Roberto Giovannini realizza documentari da una vita. Aveva diciotto anni quando, nel 1961, esordì con il primo cortometraggio “L’addio”, secondo premio al festival di Torino. Sono seguiti un elenco lunghissimo di lavori, molti dei quali realizzati in Africa, continente che Giovannini ha girato in lungo e in largo, mettendo a repentaglio la sua vita. Da alcuni anni sta portando avanti un progetto di riscoperta degli antichi mestieri. Sabato, nella sala conferenze della Fondazione Cassa di Risparmio di Lucca, sarà presentato il suo ultimo lavoro: “Con le mani e con il cuore”.
Giovannini, di cosa tratta questo lavoro?
È una panoramica, un compendio su ventitré artigiani che, con costanza e passione, stanno portando avanti lavori desueti, molti dei quali rischiano di essere abbandonati.
C’è qualche giovane tra questi?
Sì, marito e moglie che fanno i copri fiaschi a Bargiano, uno che fa le granate di saggina a Porcari e un altro giovane che impaglia sedie.
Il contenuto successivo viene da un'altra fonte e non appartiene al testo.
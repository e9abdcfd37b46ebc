//! Captured telemetry records handed over by the host instrumentation layer.
//!
//! Everything here is read-only input to the converters: a record is built by
//! the host once the unit of work is finished and is never mutated afterwards.

use serde::{Deserialize, Serialize};
use std::collections::HashMap;
use std::time::SystemTime;

/// 128-bit trace identifier.
#[derive(Debug, Clone, Copy, PartialEq, Eq, Hash, Default, Serialize, Deserialize)]
pub struct TraceId([u8; 16]);

impl TraceId {
    /// The all-zero trace id.
    pub const INVALID: TraceId = TraceId([0; 16]);

    pub const fn from_bytes(bytes: [u8; 16]) -> Self {
        Self(bytes)
    }

    /// Builds a trace id from its big-endian integer form.
    pub const fn from_u128(id: u128) -> Self {
        Self(id.to_be_bytes())
    }

    pub const fn to_bytes(self) -> [u8; 16] {
        self.0
    }

    pub fn as_bytes(&self) -> &[u8; 16] {
        &self.0
    }
}

/// 64-bit span identifier. The all-zero value means "no span".
#[derive(Debug, Clone, Copy, PartialEq, Eq, Hash, Default, Serialize, Deserialize)]
pub struct SpanId([u8; 8]);

impl SpanId {
    /// The all-zero span id, used as the parent of root spans.
    pub const INVALID: SpanId = SpanId([0; 8]);

    pub const fn from_bytes(bytes: [u8; 8]) -> Self {
        Self(bytes)
    }

    /// Builds a span id from its big-endian integer form.
    pub const fn from_u64(id: u64) -> Self {
        Self(id.to_be_bytes())
    }

    pub const fn to_bytes(self) -> [u8; 8] {
        self.0
    }

    pub fn as_bytes(&self) -> &[u8; 8] {
        &self.0
    }

    /// Returns `false` for the all-zero sentinel.
    pub fn is_valid(&self) -> bool {
        *self != Self::INVALID
    }
}

/// Attribute value types for span and annotation metadata
#[derive(Debug, Clone, PartialEq, Serialize, Deserialize)]
#[serde(untagged)]
pub enum AttributeValue {
    String(String),
    Int(i64),
    Float(f64),
    Bool(bool),
    /// Accepted from the host but has no wire representation.
    Array(Vec<String>),
}

impl From<&str> for AttributeValue {
    fn from(value: &str) -> Self {
        Self::String(value.to_string())
    }
}

impl From<String> for AttributeValue {
    fn from(value: String) -> Self {
        Self::String(value)
    }
}

impl From<i64> for AttributeValue {
    fn from(value: i64) -> Self {
        Self::Int(value)
    }
}

impl From<f64> for AttributeValue {
    fn from(value: f64) -> Self {
        Self::Float(value)
    }
}

impl From<bool> for AttributeValue {
    fn from(value: bool) -> Self {
        Self::Bool(value)
    }
}

/// Span kind as reported by the host.
#[derive(Debug, Clone, Copy, PartialEq, Eq, Default, Serialize, Deserialize)]
pub enum SpanKind {
    #[default]
    Unspecified,
    /// Server-side RPC span
    Server,
    /// Client-side RPC span
    Client,
}

impl SpanKind {
    /// Position of this kind in the wire enum table.
    pub fn index(self) -> i64 {
        match self {
            SpanKind::Unspecified => 0,
            SpanKind::Server => 1,
            SpanKind::Client => 2,
        }
    }
}

/// Span completion status. Codes follow the gRPC status code numbering.
#[derive(Debug, Clone, PartialEq, Eq, Default, Serialize, Deserialize)]
pub struct SpanStatus {
    pub code: i32,
    pub message: String,
}

impl SpanStatus {
    pub const OK_CODE: i32 = 0;

    pub fn ok() -> Self {
        Self::default()
    }

    pub fn error(code: i32, message: impl Into<String>) -> Self {
        Self {
            code,
            message: message.into(),
        }
    }

    pub fn is_ok(&self) -> bool {
        self.code == Self::OK_CODE
    }
}

/// A timestamped, free-form note attached to a span.
#[derive(Debug, Clone, PartialEq, Serialize, Deserialize)]
pub struct Annotation {
    pub time: SystemTime,
    pub message: String,
    pub attributes: HashMap<String, AttributeValue>,
}

/// Direction of a message event.
#[derive(Debug, Clone, Copy, PartialEq, Eq, Default, Serialize, Deserialize)]
pub enum MessageEventKind {
    #[default]
    Unspecified,
    Sent,
    Received,
}

impl MessageEventKind {
    pub fn index(self) -> i64 {
        match self {
            MessageEventKind::Unspecified => 0,
            MessageEventKind::Sent => 1,
            MessageEventKind::Received => 2,
        }
    }
}

/// A message sent or received while the span was open.
#[derive(Debug, Clone, PartialEq, Serialize, Deserialize)]
pub struct MessageEvent {
    pub time: SystemTime,
    pub kind: MessageEventKind,
    pub message_id: i64,
    pub uncompressed_size: i64,
    pub compressed_size: i64,
}

/// A finished span as captured by the host.
#[derive(Debug, Clone, PartialEq, Serialize, Deserialize)]
pub struct CapturedSpan {
    pub name: String,
    pub start_time: SystemTime,
    pub end_time: SystemTime,
    pub trace_id: TraceId,
    pub span_id: SpanId,
    /// `SpanId::INVALID` for root spans
    pub parent_span_id: SpanId,
    pub status: SpanStatus,
    pub kind: SpanKind,
    pub attributes: HashMap<String, AttributeValue>,
    pub annotations: Vec<Annotation>,
    pub message_events: Vec<MessageEvent>,
}

impl CapturedSpan {
    /// Creates a span with the given identity, starting and ending now.
    pub fn new(name: impl Into<String>, trace_id: TraceId, span_id: SpanId, parent_span_id: SpanId) -> Self {
        let now = SystemTime::now();
        Self {
            name: name.into(),
            start_time: now,
            end_time: now,
            trace_id,
            span_id,
            parent_span_id,
            status: SpanStatus::ok(),
            kind: SpanKind::Unspecified,
            attributes: HashMap::new(),
            annotations: Vec::new(),
            message_events: Vec::new(),
        }
    }

    /// Adds an attribute to the span
    pub fn set_attribute(&mut self, key: impl Into<String>, value: impl Into<AttributeValue>) {
        self.attributes.insert(key.into(), value.into());
    }

    /// Returns `true` when the span has no parent.
    pub fn is_root(&self) -> bool {
        !self.parent_span_id.is_valid()
    }
}

/// Bucketed distribution statistics for one row.
#[derive(Debug, Clone, PartialEq, Default, Serialize, Deserialize)]
pub struct DistributionData {
    /// Sorted upper bounds; bucket `i` covers `[bounds[i-1], bounds[i])`.
    pub bounds: Vec<f64>,
    /// One count per bucket, `bounds.len() + 1` entries when well formed.
    pub counts: Vec<i64>,
    pub min: f64,
    pub max: f64,
    pub mean: f64,
    /// At most one sampled value per bucket.
    pub exemplars: Vec<Option<f64>>,
}

impl DistributionData {
    pub fn total_count(&self) -> i64 {
        self.counts.iter().filter(|&&c| c > 0).sum()
    }
}

/// Aggregation payload of one row.
#[derive(Debug, Clone, PartialEq, Serialize, Deserialize)]
pub enum Aggregation {
    Count(i64),
    LastValue(f64),
    Sum(f64),
    Distribution(DistributionData),
    /// An aggregation kind with no wire mapping; carries its name for logging.
    Unsupported(String),
}

impl Aggregation {
    pub fn kind_name(&self) -> &str {
        match self {
            Aggregation::Count(_) => "count",
            Aggregation::LastValue(_) => "last_value",
            Aggregation::Sum(_) => "sum",
            Aggregation::Distribution(_) => "distribution",
            Aggregation::Unsupported(name) => name,
        }
    }
}

/// One tag set and its aggregated value.
#[derive(Debug, Clone, PartialEq, Serialize, Deserialize)]
pub struct AggregateRow {
    pub tags: HashMap<String, String>,
    pub data: Aggregation,
}

/// A periodic snapshot of one named measurement.
#[derive(Debug, Clone, PartialEq, Serialize, Deserialize)]
pub struct CapturedAggregate {
    pub name: String,
    /// Unit of the underlying measure, `"1"` or empty when dimensionless.
    pub unit: String,
    pub end_time: SystemTime,
    pub rows: Vec<AggregateRow>,
}

impl CapturedAggregate {
    pub fn new(name: impl Into<String>, unit: impl Into<String>) -> Self {
        Self {
            name: name.into(),
            unit: unit.into(),
            end_time: SystemTime::now(),
            rows: Vec::new(),
        }
    }

    /// Appends a row, returning `self` for chaining.
    pub fn with_row(mut self, tags: HashMap<String, String>, data: Aggregation) -> Self {
        self.rows.push(AggregateRow { tags, data });
        self
    }
}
Questi ultimi due si sono avvicinati a questi lavori grazie a un insegnante di applicazioni tecniche lungimirante, il professor Giancarlo Caselli, che faceva venire gli artigiani a fare lezione.
httpv://www.youtube.com/watch?v=rOeOf2vidiE&t=4s
Tra le tante storie che ha raccolto, ce n’è una che le è rimasta più impressa?
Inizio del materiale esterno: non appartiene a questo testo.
//! Deferred send commands.
//!
//! A converter produces a [`SendCommand`] holding everything the sender needs;
//! from then on the dispatch engine owns it until it is executed once.

use crate::error::SendError;
use crate::sender::SenderBoxed;
use crate::wire::{DistributionPoint, MetricPoint, WireSpan};
use std::fmt;

/// Which kind of record a command carries. Selects the drop counter.
#[derive(Debug, Clone, Copy, PartialEq, Eq, Hash)]
pub enum CommandKind {
    Metric,
    Distribution,
    Span,
}

impl CommandKind {
    /// `true` for commands counted as dropped spans, `false` for dropped metrics.
    pub fn is_span(self) -> bool {
        matches!(self, CommandKind::Span)
    }
}

impl fmt::Display for CommandKind {
    fn fmt(&self, f: &mut fmt::Formatter<'_>) -> fmt::Result {
        let name = match self {
            CommandKind::Metric => "metric",
            CommandKind::Distribution => "distribution",
            CommandKind::Span => "span",
        };
        f.write_str(name)
    }
}

/// A self-contained unit of deferred work.
#[derive(Debug, Clone, PartialEq)]
pub enum SendCommand {
    Metric(MetricPoint),
    Distribution(DistributionPoint),
    Span(WireSpan),
}

impl SendCommand {
    pub fn kind(&self) -> CommandKind {
        match self {
            SendCommand::Metric(_) => CommandKind::Metric,
            SendCommand::Distribution(_) => CommandKind::Distribution,
            SendCommand::Span(_) => CommandKind::Span,
        }
    }

    /// Name of the metric or span being sent.
    pub fn name(&self) -> &str {
        match self {
            SendCommand::Metric(point) => &point.name,
            SendCommand::Distribution(point) => &point.name,
            SendCommand::Span(span) => &span.name,
        }
    }

    /// Performs the send. Consumes the command so it cannot run twice.
    pub async fn execute(self, sender: &dyn SenderBoxed) -> Result<(), SendError> {
        match self {
            SendCommand::Metric(point) => sender.send_metric_boxed(&point).await,
            SendCommand::Distribution(point) => sender.send_distribution_boxed(&point).await,
            SendCommand::Span(span) => sender.send_span_boxed(&span).await,
        }
    }
}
Quella dell’arrotino Umberto Antichi, oggi ottantenne, che mi ha raccontato di quando, a nove anni, è partito da solo, dalla Garfagnana, per venire a Lucca, con una bicicletta già adatta per arrotare fattagli dal padre. Tra le prime esperienze che ha avuto una è stata molto… particolare! Si era fermato a Fornaci di Barga ad arrotare da un macellaio, il quale, accortosi della sua inesperienza, per burla, lo rinchiuse nella ghiacciaia!
Da chi è stato sostenuto questo documentario?
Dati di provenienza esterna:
//! Watcher configuration

use anyhow::{Context, Result};
use serde::{Deserialize, Serialize};
use stake_model::{Address, FixedPointAmount};

#[derive(Debug, Clone, Serialize, Deserialize)]
pub struct Config {
    /// RPC URL of the chain the contracts live on
    pub rpc_url: String,

    /// Expected chain id (56 = BSC mainnet)
    pub chain_id: u64,

    /// Staking contract (plans, positions, claims)
    pub investment_contract: Address,

    /// Token contract investments are paid in
    pub usdt_contract: Address,

    /// Referrer used when a registration names none
    pub default_referrer: Address,

    /// Account whose dashboard is computed and who signs its requests
    pub account: Address,

    /// Contract-state JSON served by the snapshot reader
    pub snapshot_path: String,

    /// Polling interval in seconds
    pub poll_interval_secs: u64,

    /// Referral levels to walk (1 = direct referrals only)
    pub referral_depth: u8,

    /// Smallest claimable reward worth proposing a claim for (decimal tokens)
    pub min_claim_amount: String,

    /// Maximum claim requests proposed per cycle
    pub max_claims_per_cycle: usize,
}

impl Config {
    /// Load configuration from TOML file
    pub fn load() -> Result<Self> {
        let config_path = std::env::var("USDSTACK_CONFIG")
            .unwrap_or_else(|_| "watcher-config.toml".to_string());
        let expanded_path = shellexpand::tilde(&config_path);

        let config_str = std::fs::read_to_string(expanded_path.as_ref())
            .context(format!("Failed to read config file: {}", config_path))?;

        let config: Config = toml::from_str(&config_str)
            .context("Failed to parse config TOML")?;

        config.validate()?;
        Ok(config)
    }

    /// Create default configuration
    pub fn default_mainnet() -> Self {
        Self {
            rpc_url: "https://bsc-dataseed1.binance.org/".to_string(),
            chain_id: 56,
            investment_contract: known_address("0x5209866447cad3d6678655ed04c405d17e53f12e"),
            usdt_contract: known_address("0x55d398326f99059fF775485246999027B3197955"),
            default_referrer: known_address("0x3AE96f8Da38202E856860aBb794229fdE024De26"),
            account: known_address("0x3AE96f8Da38202E856860aBb794229fdE024De26"),
            snapshot_path: "~/.usdstack/snapshot.json".to_string(),
            poll_interval_secs: 30,
            referral_depth: 3,
            min_claim_amount: "1".to_string(),
            max_claims_per_cycle: 5,
        }
    }

    /// Write default config to file
    pub fn write_default(path: &str) -> Result<()> {
        let config = Self::default_mainnet();
        let toml_str = toml::to_string_pretty(&config)
            .context("Failed to serialize config")?;

        std::fs::write(path, toml_str)
            .context(format!("Failed to write config to {}", path))?;

        log::info!("Created default config at {}", path);
        Ok(())
    }

    /// Reject settings that would only fail later, mid-cycle
    pub fn validate(&self) -> Result<()> {
        if self.poll_interval_secs == 0 {
            anyhow::bail!("poll_interval_secs must be at least 1");
        }
        if self.referral_depth == 0 {
            anyhow::bail!("referral_depth must be at least 1");
        }
        self.min_claim()?;
        Ok(())
    }

    /// Parsed claim threshold
    pub fn min_claim(&self) -> Result<FixedPointAmount> {
        FixedPointAmount::from_decimal_str(&self.min_claim_amount)
            .context(format!("Invalid min_claim_amount {:?}", self.min_claim_amount))
    }

    /// Snapshot path with `~` expanded
    pub fn snapshot_path(&self) -> String {
        shellexpand::tilde(&self.snapshot_path).into_owned()
    }
}

/// Compile-time constant addresses; a typo here is a programming error
fn known_address(s: &str) -> Address {
    match s.parse() {
        Ok(address) => address,
        Err(e) => panic!("invalid built-in address: {}", e),
    }
}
Tutto è partito dal Museo del Castagno di Colognora, nel comune di Pescaglia, che, una volta l’anno, realizza la giornata dedicata agli antichi mestieri. Questo è il quarto lavoro che facciamo assieme. Il primo è stato “Era il pane dei poveri”, poi sono seguiti “A ferro e fuoco” e “Nero come il carbone”.
Questi documentari sono andati tutti in onda sulla Rai. Un rapporto, quello con la televisione di Stato, iniziato negli anni Novanta…
Sì, nel 1994, nella trasmissione “Geo,” andò in onda “I Pigmei Bambuti”. Per realizzarlo avevo fatto una spedizione nelle foreste dell’Alto Zaire, passando dal Rwanda in guerra. Il dottor Villa, responsabile Rai, mi disse: “signor Giovannini, era tanto tempo che non vedevo un prodotto italiano così ben fatto”.
Ora a cosa sta lavorando?
Sto ultimando “Le caprette di Monica” su una donna di Livorno che ha deciso di venire a vivere sulle colline di Palleggio, nella Val di Lima, per fare la pastora.
Un suo documentario è stato girato anche a Barga…
Sì, si tratta de “La Contessa Capoana”. Non è ambientato a Barga ma girammo nella cittadina medicea perché certi scorci facevano al caso nostro. All’epoca, siamo nella seconda metà degli anni Sessanta, ero in contatto con un frate domenicano che stava nella chiesa di San Romano di Lucca e in biblioteca, aveva trovato un manoscritto in cui si sosteneva che, al tempo della morte del Conte Ugolino della Gheradesca nella Torre della Muda, la moglie scappò con un figlio e si rifugiò a Lucca proprio nel convento di San Romano.
Una storia molto suggestiva. Feci interpretare il ruolo della Contessa a quella che poi divenne mia moglie e i vestiti li realizzò mia madre, le divise delle guardie mi furono invece gentilmente fornite dal gruppo storico del comune di Lucca.
Girammo all’alba anche in Piazza dei Miracoli.
A Barga chiedemmo aiuto ai vigili perché, all’epoca, nel centro storico giravano ancora le auto.